In this study, single-stranded DNA aptamers that switch structural conformation upon binding to the salivary peptide histatin 3 have been reported for the first time. Histatin 3 is an antimicrobial peptide that possesses the capability of being a therapeutic agent against oral candidiasis and has recently been linked as a novel biomarker for acute stress. The aptamers were identified through a library immobilization version of an iterative in vitro process known as the Systematic Evolution of Ligands by EXponential enrichment (SELEX). Through the SELEX process, four unique aptamer candidates sharing a consensus sequence were identified. These selected sequences exhibited binding affinity and specificity to histatin 3 and in order to further characterize these aptamers, a direct format enzyme-linked aptamer sorbent assay (ELASA) was developed. The best performing candidate demonstrated an equilibrium dissociation constant (K_d) value of 1.97 ± 0.48 μM. These novel aptamers have the potential to lead to the further development of refined sensing assays and platforms for the detection and quantification of histatin 3 in human saliva and other biological media.

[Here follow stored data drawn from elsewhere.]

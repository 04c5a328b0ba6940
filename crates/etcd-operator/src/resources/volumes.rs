use k8s_openapi::api::core::v1::{
    EmptyDirVolumeSource, PersistentVolumeClaimVolumeSource, SecretVolumeSource, Volume,
    VolumeMount,
};

use crate::constants::{paths, volumes};
use crate::crds::common::{StorageSpec, VolumeClaimTemplateSpec};
use crate::error::{OperatorError, Result};
use crate::resources::tls::{PeerTls, TlsPlan};

/// Resolved backing for the data volume.
#[derive(Clone, Copy, Debug)]
pub enum DataStorage<'a> {
    Ephemeral(&'a EmptyDirVolumeSource),
    Claim(&'a VolumeClaimTemplateSpec),
}

impl<'a> DataStorage<'a> {
    pub fn from_spec(storage: &'a StorageSpec) -> Result<Self> {
        match (&storage.empty_dir, &storage.volume_claim_template) {
            (Some(empty_dir), _) => Ok(DataStorage::Ephemeral(empty_dir)),
            (None, Some(vct)) => Ok(DataStorage::Claim(vct)),
            (None, None) => Err(OperatorError::InvalidIntent(
                "storage must set either emptyDir or volumeClaimTemplate".into(),
            )),
        }
    }
}

/// Claim template name. The StatefulSet controller substitutes the pod volume
/// with the same name, so it falls back to the data volume name.
pub fn claim_name(vct: &VolumeClaimTemplateSpec) -> String {
    vct.name
        .clone()
        .filter(|n| !n.is_empty())
        .unwrap_or_else(|| volumes::DATA.to_string())
}

/// A secret-backed certificate volume and where it is mounted.
struct CertVolume<'a> {
    name: &'static str,
    secret: Option<&'a str>,
    mount_path: &'static str,
}

/// Certificate volumes in contract order: peer CA, peer cert, server cert, client CA.
fn cert_volumes(tls: &TlsPlan) -> Vec<CertVolume<'_>> {
    let mut out = Vec::new();

    if let PeerTls::Explicit {
        ca_secret,
        cert_secret,
    } = &tls.peer
    {
        out.push(CertVolume {
            name: volumes::PEER_CA,
            secret: ca_secret.as_deref(),
            mount_path: paths::PEER_CA_DIR,
        });
        out.push(CertVolume {
            name: volumes::PEER_CERT,
            secret: Some(cert_secret),
            mount_path: paths::PEER_CERT_DIR,
        });
    }

    if let Some(secret) = &tls.server_secret {
        out.push(CertVolume {
            name: volumes::SERVER_CERT,
            secret: Some(secret),
            mount_path: paths::SERVER_CERT_DIR,
        });
    }

    if let Some(secret) = &tls.client_ca_secret {
        out.push(CertVolume {
            name: volumes::CLIENT_CA,
            secret: Some(secret),
            mount_path: paths::CLIENT_CA_DIR,
        });
    }

    out
}

/// Pod volumes: data first, then certificate volumes.
pub fn build_volumes(storage: DataStorage<'_>, tls: &TlsPlan) -> Vec<Volume> {
    let data = match storage {
        DataStorage::Ephemeral(empty_dir) => Volume {
            name: volumes::DATA.into(),
            empty_dir: Some(empty_dir.clone()),
            ..Default::default()
        },
        DataStorage::Claim(vct) => Volume {
            name: volumes::DATA.into(),
            persistent_volume_claim: Some(PersistentVolumeClaimVolumeSource {
                claim_name: claim_name(vct),
                ..Default::default()
            }),
            ..Default::default()
        },
    };

    let mut out = vec![data];
    out.extend(cert_volumes(tls).into_iter().map(|cv| Volume {
        name: cv.name.into(),
        secret: Some(SecretVolumeSource {
            secret_name: Some(cv.secret.unwrap_or_default().to_string()),
            ..Default::default()
        }),
        ..Default::default()
    }));
    out
}

/// Container mounts, index-aligned with [`build_volumes`].
pub fn build_volume_mounts(tls: &TlsPlan) -> Vec<VolumeMount> {
    let mut out = vec![VolumeMount {
        name: volumes::DATA.into(),
        mount_path: paths::DATA_DIR.into(),
        read_only: Some(false),
        ..Default::default()
    }];
    out.extend(cert_volumes(tls).into_iter().map(|cv| VolumeMount {
        name: cv.name.into(),
        mount_path: cv.mount_path.into(),
        read_only: Some(true),
        ..Default::default()
    }));
    out
}

#[cfg(test)]
mod tests {
    use super::*;
    use crate::crds::common::{SecuritySpec, TlsSpec};

    fn ephemeral() -> StorageSpec {
        StorageSpec {
            empty_dir: Some(EmptyDirVolumeSource::default()),
            volume_claim_template: None,
        }
    }

    fn plan(peer: bool, server: bool, client: bool) -> TlsPlan {
        let pick = |on: bool, v: &str| on.then(|| v.to_string());
        TlsPlan::from_security(Some(&SecuritySpec {
            tls: TlsSpec {
                peer_trusted_ca_secret: pick(peer, "peer-ca"),
                peer_secret: pick(peer, "p"),
                server_secret: pick(server, "s"),
                client_trusted_ca_secret: pick(client, "c"),
            },
        }))
    }

    #[test]
    fn test_missing_storage_is_invalid_intent() {
        let err = DataStorage::from_spec(&StorageSpec::default()).unwrap_err();
        assert!(matches!(err, OperatorError::InvalidIntent(_)));
    }

    #[test]
    fn test_empty_dir_wins_over_claim() {
        let storage = StorageSpec {
            empty_dir: Some(EmptyDirVolumeSource::default()),
            volume_claim_template: Some(serde_json::from_str("{}").unwrap()),
        };
        assert!(matches!(
            DataStorage::from_spec(&storage).unwrap(),
            DataStorage::Ephemeral(_)
        ));
    }

    #[test]
    fn test_claim_volume_uses_claim_name() {
        let storage = StorageSpec {
            empty_dir: None,
            volume_claim_template: Some(serde_json::from_str(r#"{"name": "etcd-data"}"#).unwrap()),
        };
        let volumes = build_volumes(DataStorage::from_spec(&storage).unwrap(), &plan(false, false, false));
        let pvc = volumes[0].persistent_volume_claim.as_ref().unwrap();
        assert_eq!(volumes[0].name, "data");
        assert_eq!(pvc.claim_name, "etcd-data");
    }

    #[test]
    fn test_claim_name_defaults_to_data() {
        let vct: VolumeClaimTemplateSpec = serde_json::from_str("{}").unwrap();
        assert_eq!(claim_name(&vct), "data");
    }

    #[test]
    fn test_volumes_and_mounts_pair_for_every_tls_combination() {
        let storage = ephemeral();
        for mask in 0..8u8 {
            let tls = plan(mask & 1 != 0, mask & 2 != 0, mask & 4 != 0);
            let volumes = build_volumes(DataStorage::from_spec(&storage).unwrap(), &tls);
            let mounts = build_volume_mounts(&tls);

            assert_eq!(volumes.len(), mounts.len(), "mask {mask}");
            let volume_names: Vec<_> = volumes.iter().map(|v| v.name.as_str()).collect();
            let mount_names: Vec<_> = mounts.iter().map(|m| m.name.as_str()).collect();
            assert_eq!(volume_names, mount_names, "mask {mask}");
        }
    }

    #[test]
    fn test_full_tls_volume_order() {
        let volumes = build_volumes(
            DataStorage::from_spec(&ephemeral()).unwrap(),
            &plan(true, true, true),
        );
        let names: Vec<_> = volumes.iter().map(|v| v.name.as_str()).collect();
        assert_eq!(
            names,
            [
                "data",
                "peer-trusted-ca-certificate",
                "peer-certificate",
                "server-certificate",
                "client-trusted-ca-certificate"
            ]
        );
        let secret = |i: usize| volumes[i].secret.as_ref().unwrap().secret_name.clone();
        assert_eq!(secret(1).as_deref(), Some("peer-ca"));
        assert_eq!(secret(2).as_deref(), Some("p"));
        assert_eq!(secret(3).as_deref(), Some("s"));
        assert_eq!(secret(4).as_deref(), Some("c"));
    }

    #[test]
    fn test_mount_paths_and_read_only() {
        let mounts = build_volume_mounts(&plan(true, true, true));
        let paths: Vec<_> = mounts.iter().map(|m| m.mount_path.as_str()).collect();
        assert_eq!(
            paths,
            [
                "/var/run/etcd",
                "/etc/etcd/pki/peer/ca",
                "/etc/etcd/pki/peer/cert",
                "/etc/etcd/pki/server/cert",
                "/etc/etcd/pki/client/ca"
            ]
        );
        assert_eq!(mounts[0].read_only, Some(false));
        assert!(mounts[1..].iter().all(|m| m.read_only == Some(true)));
    }

    #[test]
    fn test_peer_secret_without_ca_still_emits_ca_volume() {
        let tls = TlsPlan::from_security(Some(&SecuritySpec {
            tls: TlsSpec {
                peer_secret: Some("p".into()),
                ..Default::default()
            },
        }));
        let volumes = build_volumes(DataStorage::from_spec(&ephemeral()).unwrap(), &tls);
        assert_eq!(volumes.len(), 3);
        assert_eq!(volumes[1].name, "peer-trusted-ca-certificate");
        assert_eq!(
            volumes[1].secret.as_ref().unwrap().secret_name.as_deref(),
            Some("")
        );
    }
}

在这项研究中，首次报道了在与唾液肽组蛋白 3 结合时改变结构构象的单链 DNA 适体。Histatin 3 是一种抗菌肽，具有作为口腔念珠菌病治疗剂的能力，最近被认为是急性应激的新型生物标志物。通过体外迭代的文库固定版本鉴定适体称为指数富集配体系统进化 (SELEX) 的过程。通过 SELEX 过程，确定了四个共享一致序列的独特适体候选者。这些选定的序列表现出对组蛋白 3 的结合亲和力和特异性，为了进一步表征这些适体，开发了直接形式酶联适体吸附测定 (ELASA)。表现最佳的候选者表现出1.97 ± 0.48 μM的平衡解离常数 ( K _d ) 值。这些新型适体有可能导致进一步开发用于检测和量化人类唾液和其他生物介质中组蛋白 3 的精细传感分析和平台。